* What is being asked
Of the entries below, return exactly those lines that fall between the one containing "self.size().1" and the one containing "pub(crate) fn get_mut(&mut", the two end lines included.
Segment Open
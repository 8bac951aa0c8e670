use core::ops::Index;
use ndarray::Array2;
use serde::{Deserialize, Serialize};

use crate::*;

/// Rectangular grid of cells with mines placed and neighbor counts precomputed.
///
/// Every board upholds two invariants from construction on: exactly [`Board::mine_count`] cells are mines, and each
/// safe cell's `neighbor_mines` equals the number of mines in its clipped Moore neighborhood.
#[derive(Clone, Debug, PartialEq, Serialize, Deserialize)]
#[serde(try_from = "BoardData")]
pub struct Board {
    cells: Array2<Cell>,
    mine_count: CellCount,
}

/// Untrusted serialized form, only turned into a [`Board`] once the layout checks out.
#[derive(Deserialize)]
struct BoardData {
    cells: Array2<Cell>,
    mine_count: CellCount,
}

impl TryFrom<BoardData> for Board {
    type Error = GameError;

    /// Rebuilds the counts from the stored mines and keeps only the player-visible flags from the input.
    fn try_from(data: BoardData) -> Result<Self> {
        let (rows, cols) = data.cells.dim();
        let (Ok(rows), Ok(cols)) = (Coord::try_from(rows), Coord::try_from(cols)) else {
            return Err(GameError::InvalidBoardShape);
        };

        let mine_mask = data.cells.map(|cell| cell.is_mine);
        let mut board = Self::from_mine_mask(&mine_mask);
        BoardConfig::new((rows, cols), board.mine_count)?;
        if board.mine_count != data.mine_count {
            return Err(GameError::InconsistentBoard);
        }

        for (cell, stored) in board.cells.iter_mut().zip(data.cells.iter()) {
            if cell.neighbor_mines != stored.neighbor_mines || (stored.is_revealed && stored.is_flagged) {
                return Err(GameError::InconsistentBoard);
            }
            cell.is_revealed = stored.is_revealed;
            cell.is_flagged = stored.is_flagged;
        }
        Ok(board)
    }
}

impl Board {
    /// Builds a board from a mine mask, computing every neighbor count.
    ///
    /// The mask must come from a validated [`BoardConfig`], so both axes fit in a [`Coord`].
    pub(crate) fn from_mine_mask(mine_mask: &Array2<bool>) -> Self {
        let (rows, cols) = mine_mask.dim();
        let size = (rows as Coord, cols as Coord);

        let cells = Array2::from_shape_fn((rows, cols), |(row, col)| {
            let is_mine = mine_mask[[row, col]];
            let neighbor_mines = if is_mine {
                0
            } else {
                NeighborIter::new((row as Coord, col as Coord), size)
                    .filter(|&pos| mine_mask[pos.grid_index()])
                    .count() as u8
            };
            Cell {
                is_mine,
                neighbor_mines,
                ..Default::default()
            }
        });
        let mine_count = mine_mask.iter().filter(|&&is_mine| is_mine).count() as CellCount;

        Self { cells, mine_count }
    }

    /// Builds a board with mines at exactly the given coordinates, duplicates are merged.
    pub fn from_mine_coords(size: Coord2, mine_coords: &[Coord2]) -> Result<Self> {
        let mut mine_mask: Array2<bool> = Array2::default(size.grid_index());

        for &coords in mine_coords {
            if !in_bounds(coords, size) {
                return Err(GameError::InvalidCoords);
            }
            mine_mask[coords.grid_index()] = true;
        }

        let mines = mine_mask.iter().filter(|&&is_mine| is_mine).count() as CellCount;
        BoardConfig::new(size, mines)?;

        Ok(Self::from_mine_mask(&mine_mask))
    }

    pub fn config(&self) -> BoardConfig {
        BoardConfig::new_unchecked(self.size(), self.mine_count)
    }

    pub fn size(&self) -> Coord2 {
        let (rows, cols) = self.cells.dim();
        (rows as Coord, cols as Coord)
    }

    pub fn rows(&self) -> Coord {
        self.size().0
    }

    pub fn cols(&self) -> Coord {
        self.size().1
    }

    pub fn total_cells(&self) -> CellCount {
        self.cells.len() as CellCount
    }

    pub fn mine_count(&self) -> CellCount {
        self.mine_count
    }

    pub fn safe_cell_count(&self) -> CellCount {
        self.total_cells() - self.mine_count
    }

    pub fn contains(&self, coords: Coord2) -> bool {
        in_bounds(coords, self.size())
    }

    pub fn get(&self, coords: Coord2) -> Option<&Cell> {
        self.contains(coords).then(|| &self.cells[coords.grid_index()])
    }

    pub(crate) fn get_mut(&mut self, coords: Coord2) -> Option<&mut Cell> {
        if self.contains(coords) {
            Some(&mut self.cells[coords.grid_index()])
        } else {
            None
        }
    }

    pub fn iter_neighbors(&self, coords: Coord2) -> NeighborIter {
        NeighborIter::new(coords, self.size())
    }

    /// Counts mines around `coords` straight from the grid, ignoring the stored count.
    pub fn adjacent_mine_count(&self, coords: Coord2) -> u8 {
        self.iter_neighbors(coords)
            .filter(|&pos| self[pos].is_mine)
            .count() as u8
    }

    /// Row-major walk over every cell together with its position.
    pub fn iter(&self) -> impl Iterator<Item = (Coord2, &Cell)> {
        self.cells
            .indexed_iter()
            .map(|((row, col), cell)| ((row as Coord, col as Coord), cell))
    }

    /// Cells of one row, left to right.
    pub fn row(&self, row: Coord) -> impl Iterator<Item = &Cell> {
        self.cells.row(row.into()).into_iter()
    }

    pub fn revealed_count(&self) -> CellCount {
        self.cells.iter().filter(|cell| cell.is_revealed).count() as CellCount
    }

    pub fn flagged_count(&self) -> CellCount {
        self.cells.iter().filter(|cell| cell.is_flagged).count() as CellCount
    }

    /// Every safe cell is revealed and no mine is.
    pub fn is_cleared(&self) -> bool {
        self.cells.iter().all(Cell::is_settled)
    }
}

impl Index<Coord2> for Board {
    type Output = Cell;

    fn index(&self, coords: Coord2) -> &Self::Output {
        &self.cells[coords.grid_index()]
    }
}

#[cfg(test)]
mod tests {
    use super::*;

    #[test]
    fn counts_neighbors_of_fixed_layout() {
        let board = Board::from_mine_coords((3, 3), &[(0, 0), (2, 2)]).unwrap();

        assert_eq!(board.mine_count(), 2);
        assert_eq!(board[(1, 1)].neighbor_mines, 2);
        assert_eq!(board[(0, 1)].neighbor_mines, 1);
        assert_eq!(board[(0, 2)].neighbor_mines, 0);
        assert_eq!(board[(2, 2)].neighbor_mines, 0);
        assert!(board[(2, 2)].is_mine);
    }

    #[test]
    fn duplicate_mine_coords_are_merged() {
        let board = Board::from_mine_coords((2, 2), &[(1, 1), (1, 1)]).unwrap();
        assert_eq!(board.mine_count(), 1);
        assert_eq!(board.safe_cell_count(), 3);
    }

    #[test]
    fn rejects_out_of_bounds_mine() {
        assert_eq!(
            Board::from_mine_coords((2, 3), &[(2, 0)]),
            Err(GameError::InvalidCoords)
        );
    }

    #[test]
    fn rejects_fully_mined_layout() {
        assert!(matches!(
            Board::from_mine_coords((1, 2), &[(0, 0), (0, 1)]),
            Err(GameError::InvalidConfiguration { .. })
        ));
    }

    #[test]
    fn rebuilds_from_own_serialized_form() {
        let mut board = Board::from_mine_coords((3, 4), &[(0, 0), (2, 3)]).unwrap();
        if let Some(cell) = board.get_mut((1, 1)) {
            cell.is_revealed = true;
        }
        if let Some(cell) = board.get_mut((2, 3)) {
            cell.is_flagged = true;
        }
        let data = BoardData {
            cells: board.cells.clone(),
            mine_count: board.mine_count,
        };
        assert_eq!(Board::try_from(data), Ok(board));
    }

    #[test]
    fn rejects_wrong_mine_count() {
        let board = Board::from_mine_coords((8, 8), &[(3, 3)]).unwrap();
        let data = BoardData {
            cells: board.cells,
            mine_count: 100,
        };
        assert_eq!(Board::try_from(data), Err(GameError::InconsistentBoard));
    }

    #[test]
    fn rejects_wrong_neighbor_count() {
        let mut board = Board::from_mine_coords((3, 3), &[(0, 0)]).unwrap();
        if let Some(cell) = board.get_mut((2, 2)) {
            cell.neighbor_mines = 4;
        }
        let data = BoardData {
            cells: board.cells,
            mine_count: 1,
        };
        assert_eq!(Board::try_from(data), Err(GameError::InconsistentBoard));
    }

    #[test]
    fn rejects_fully_mined_data() {
        let mine = Cell {
            is_mine: true,
            ..Default::default()
        };
        let data = BoardData {
            cells: Array2::from_elem((2, 2), mine),
            mine_count: 4,
        };
        assert!(matches!(
            Board::try_from(data),
            Err(GameError::InvalidConfiguration { .. })
        ));
    }

    #[test]
    fn get_is_bounds_checked() {
        let board = Board::from_mine_coords((16, 30), &[]).unwrap();
        assert_eq!(board.size(), (16, 30));
        assert!(board.get((15, 29)).is_some());
        assert!(board.get((16, 0)).is_none());
        assert!(board.get((0, 30)).is_none());
    }

    #[test]
    fn fresh_board_is_fully_hidden() {
        let board = Board::from_mine_coords((4, 4), &[(1, 2)]).unwrap();
        assert_eq!(board.revealed_count(), 0);
        assert_eq!(board.flagged_count(), 0);
        assert!(!board.is_cleared());
        assert_eq!(board.iter().count(), 16);
        assert_eq!(board.row(1).filter(|cell| cell.is_mine).count(), 1);
    }
}
use crate::*;
pub use random::*;

mod random;

/// Seed used when the caller does not provide one; `no_std` has no entropy source to draw from.
pub const DEFAULT_SEED: u64 = 0x6d69_6e65_6669_656c;

pub trait BoardGenerator {
    fn generate(self, config: BoardConfig) -> Result<Board>;
}

/// Builds a fresh `rows` x `cols` board with `mine_count` randomly placed mines.
pub fn generate(rows: Coord, cols: Coord, mine_count: CellCount, seed: Option<u64>) -> Result<Board> {
    let config = BoardConfig::new((rows, cols), mine_count)?;
    RandomBoardGenerator::new(seed.unwrap_or(DEFAULT_SEED)).generate(config)
}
Segment Closed
* Answer to this exercise
        self.size().1
    }

    pub fn total_cells(&self) -> CellCount {
        self.cells.len() as CellCount
    }

    pub fn mine_count(&self) -> CellCount {
        self.mine_count
    }

    pub fn safe_cell_count(&self) -> CellCount {
        self.total_cells() - self.mine_count
    }

    pub fn contains(&self, coords: Coord2) -> bool {
        in_bounds(coords, self.size())
    }

    pub fn get(&self, coords: Coord2) -> Option<&Cell> {
        self.contains(coords).then(|| &self.cells[coords.grid_index()])
    }

    pub(crate) fn get_mut(&mut self, coords: Coord2) -> Option<&mut Cell> {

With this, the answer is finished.